This story is a re-post from 2010. It came up again recently in conversation and I just had to share.
I was a senior in high school, but I had been reading Stephen King since the 4th grade. Maybe that’s why I always looked at the furniture prank as scary and not funny.
It was the fall and I was deeply involved with the school musical that required me to be at rehearsals every night at 6pm. In between drill team after school and play practice in the evening, I usually beat a path home in my little brown Mazda for a snack and a break.
As usual, I picked up the phone as soon as I walked in the door. I never dropped the habit of calling my mom when I got home, even though I was long past the age that she worried about me after school. I was telling her every detail of my uneventful day as I strolled through the front hall and glanced out at the yard that slopes up towards our street. I lost all train of thought.
“Mom.” I said, flummoxed. “There are recliners in the yard.”
“What? What are talking about?” She was used to my dramatics.

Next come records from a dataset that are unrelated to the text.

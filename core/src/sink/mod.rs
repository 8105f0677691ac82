pub mod influx;
pub mod memory;

use crate::errors::SinkError;
use crate::model::DatabasePoint;

/// The `PointSink` trait defines the contract for any destination database.
///
/// A destination must overwrite a stored point when a new one arrives with the
/// same measurement, tag set and timestamp; this is what makes re-running an
/// import over an overlapping window safe.
#[allow(async_fn_in_trait)]
pub trait PointSink {
    /// Persists one batch. On `SinkError::Rejected` the `accepted` count tells
    /// how many points of this batch were stored before the rejection.
    async fn write_points(&self, points: &[DatabasePoint]) -> Result<(), SinkError>;
}
impl<'a, C: StatsSource, S: PointSink> Importer<'a, C, S> {
    pub fn new(
        source: &'a C,
        sink: &'a S,
        resolver: &'a MappingResolver,
        processing: ProcessingConfig,
        utc_offset: FixedOffset,
    ) -> Self {
        Self {
            source,
            sink,
            resolver,
            processing,
            utc_offset,
        }
    }

    pub fn from_config(
        source: &'a C,
        sink: &'a S,
        resolver: &'a MappingResolver,
        config: &ImportConfig,
    ) -> Self {
        Self::new(
            source,
            sink,
            resolver,
            config.processing.clone(),
            config.miniserver.utc_offset(),
        )
    }

    /// Lists the controller's series and imports all of them.
    ///
    /// Mapped series the controller does not list are reported as
    /// `Skipped(NotFound)` after the listed ones.
    pub async fn run(&self, since: Option<DateTime<Utc>>) -> Result<RunSummary, RunAborted> {
        info!("Getting list of stats series from controller");
        let catalog = self.source.list_series().await.map_err(|e| RunAborted {
            summary: RunSummary::default(),
            cause: e.into(),
        })?;

        let listed: HashSet<_> = catalog.iter().map(|s| &s.id).collect();
        let mut unlisted: Vec<SeriesOutcome> = self
            .resolver
            .ids()
            .filter(|id| !listed.contains(id))
            .map(|id| {
                warn!(series = %id, "Mapped stats series is not listed by the controller");
                SeriesOutcome::skipped(id.clone(), SkipReason::NotFound)
            })
            .collect();
        unlisted.sort_by(|a, b| a.id.cmp(&b.id));

        match self.run_import(&catalog, since).await {
            Ok(summary) => Ok(append_outcomes(summary, unlisted)),
            Err(aborted) => Err(RunAborted {
                summary: append_outcomes(aborted.summary, unlisted),
                cause: aborted.cause,
            }),
        }
    }

    /// Imports `series` with bounded concurrency.
    ///
    /// Per-series errors end up in that series' outcome. A systemic error
    /// keeps not-yet-started series from starting, lets in-flight ones finish
    /// and is returned as `RunAborted`. Outcomes follow the order of `series`.
    pub async fn run_import(
        &self,
        series: &[SeriesDescriptor],
        since: Option<DateTime<Utc>>,
    ) -> Result<RunSummary, RunAborted> {
        info!(
            "{} stats series to import (concurrency {})",
            series.len(),
            self.processing.concurrency
        );

        let abort = AtomicBool::new(false);
        let abort = &abort;

        let mut results: Vec<(usize, SeriesResult)> = stream::iter(series.iter().enumerate())
            .map(|(index, descriptor)| async move {
                self.import_series(descriptor, since, abort)
                    .await
                    .map(|result| (index, result))
            })
            .buffer_unordered(self.processing.concurrency.max(1))
            .filter_map(|result| async move { result })
            .collect()
            .await;
        results.sort_by_key(|(index, _)| *index);

        let mut cause = None;
        let mut outcomes = Vec::with_capacity(results.len());
        for (_, (outcome, systemic)) in results {
            if cause.is_none() {
                cause = systemic;
            }
            outcomes.push(outcome);
        }

        let summary = RunSummary::from_outcomes(outcomes);
        match cause {
            Some(cause) => Err(RunAborted { summary, cause }),
            None => Ok(summary),
        }
    }

    /// `None` when the run was aborted before this series started.
    async fn import_series(
        &self,
        series: &SeriesDescriptor,
        since: Option<DateTime<Utc>>,
        abort: &AtomicBool,
    ) -> Option<SeriesResult> {
        let id = &series.id;
        if abort.load(Ordering::SeqCst) {
            debug!(series = %id, "Run aborted, not starting series");
            return None;
        }

        let Some(rule) = self.resolver.resolve(id) else {
            warn!(series = %id, "Stats series not mapped, skipping");
            return Some((SeriesOutcome::skipped(id.clone(), SkipReason::Unmapped), None));
        };

        info!(
            series = %id,
            measurement = %rule.measurement,
            tags = ?rule.tags,
            "Importing '{}'",
            series.title
        );

        let payload = match self.source.fetch(series, since).await {
            Ok(payload) => payload,
            Err(e) => return Some(self.settle(series, 0, 0, e.into(), abort)),
        };

        let decoded = match decoder::decode(&payload, self.utc_offset) {
            Ok(decoded) => decoded,
            Err(e) => return Some(self.settle(series, 0, 0, e.into(), abort)),
        };

        let writer = IdempotentWriter::new(self.sink, self.processing.batch_size);
        match writer.write(rule, &decoded.samples).await {
            Ok(written) => {
                info!(series = %id, written, "Data written");
                Some((
                    SeriesOutcome {
                        id: id.clone(),
                        samples_fetched: decoded.total,
                        samples_written: written,
                        status: OutcomeStatus::Written,
                    },
                    None,
                ))
            }
            Err(failure) => Some(self.settle(
                series,
                decoded.total,
                failure.written,
                failure.error.into(),
                abort,
            )),
        }
    }

    /// Folds a series error into its outcome, raising the abort flag for
    /// systemic errors.
    fn settle(
        &self,
        series: &SeriesDescriptor,
        fetched: usize,
        written: usize,
        error: ImportError,
        abort: &AtomicBool,
    ) -> SeriesResult {
        let id = series.id.clone();

        if error.should_skip_series() {
            warn!(series = %id, error = %error, "Skipping series");
            let reason = match &error {
                ImportError::Payload(PayloadError::Malformed { reason }) => {
                    SkipReason::MalformedPayload(reason.clone())
                }
                _ => SkipReason::NotFound,
            };
            let outcome = SeriesOutcome {
                id,
                samples_fetched: fetched,
                samples_written: written,
                status: OutcomeStatus::Skipped(reason),
            };
            return (outcome, None);
        }

        let outcome = SeriesOutcome {
            id,
            samples_fetched: fetched,
            samples_written: written,
            status: OutcomeStatus::Failed(error.to_string()),
        };

        if error.is_systemic() {
            abort.store(true, Ordering::SeqCst);
            error!(series = %outcome.id, error = %error, "Systemic failure, stopping the run");
            (outcome, Some(error))
        } else {
            error!(series = %outcome.id, error = %error, written, "Series import failed");
            (outcome, None)
        }
    }
}

fn append_outcomes(summary: RunSummary, extra: Vec<SeriesOutcome>) -> RunSummary {
    if extra.is_empty() {
        return summary;
    }
    let mut outcomes = summary.outcomes;
    outcomes.extend(extra);
    RunSummary::from_outcomes(outcomes)
}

In the large yard directly in front of our home, there were two old leather recliners facing each other about 10 yards apart. Less than fifteen minutes earlier, I had driven down the driveway and past this yard, then empty.
I tried to describe the scene to mom, who was sitting at her office and still on the phone. I didn’t know what to think. It was so strange. I hadn’t heard a thing and yet someone had deposited and arranged the chairs within minutes of my arriving home and looking out the window.
My parents weren’t home from work when I left for music practice, still confused. I didn’t tell anyone at rehearsal about the chairs, only because my churning teenage mind was otherwise occupied by the time I reached the stage.
Later that night, as I came around the curve of my street, I could see the silhouette of the recliners against the moon and suddenly remembered the mystery. So strange. Stranger still that my dad hadn’t moved them.
The next afternoon was reminiscent of the one before. Only this time when I looked out the window, a long black couch was facing the house in between the two leather recliners. The third day, a large busted television joined the party.
The television had appeared while no one was home, the culprit possibly worried that I was now watching. Our yard looked ridiculous, and I had already heard a few snickers at school even though I wasn’t saying a word.
I called a college boy that I had dated over the summer and accused him, through tears, of stalking me and being ruthless and who knows what all. Once he made any sense of my babbling, he denied the prank but couldn’t stop laughing. He, nor I, could understand why the furniture was scaring me so badly when most everyone else found it humorous. Even my parents didn’t seem concerned.
I believed the college boy’s denials. Logistically, he lived over an hour away, plus it wasn’t his style to pull something off without receiving full credit. Beyond him, I couldn’t come up with a single person who could be behind such a creepy act. I summoned my courage and asked one of my closest male friends if he was putting furniture in my yard. His expression was genuinely confused. We were in English class, and this was the first that I had spoken of it. The jokes began.
On day three, my dad finally decided enough was enough and hauled all the furniture up to the road to be removed by weekly trash collector. I breathed a sigh of relief and considered the episode over, until the next morning when all four pieces were back in the middle of the yard, this time in a different arrangement.
Helpless, I called my high school sweetheart. We were recently back together and he lived in my neighborhood and drove a truck. He could help my dad deal with it. For some reason they pulled the furniture around to the back of the house instead of hauling it to the dump.
It doesn’t take a rocket scientist to figure out what happened next.
On day five, the two recliners, couch, and television were back in the front yard scattered haphazardly. My angsty head was close to exploding.
My parents acquiesced to my shrieks and we called the police. I’m not sure what the crime would be – trespassing? Stealing? Giving? Tacky yard decoration?
Abruptly, it all ended. We took the furniture to the dump and while some friends still cracked jokes about my week of appearing lawn decor, it faded from most everyone’s mind except mine. This mystery stayed with me for years after I graduated. Not one of my high school friends appeared to have a clue as to the prankster, and I had exhausted all plausible possibilities.
A few weeks ago, one of the culprits accidentally incriminated himself to my brother. Thirteen years later, this private and bizarre mystery is solved. And guys? I know who you are.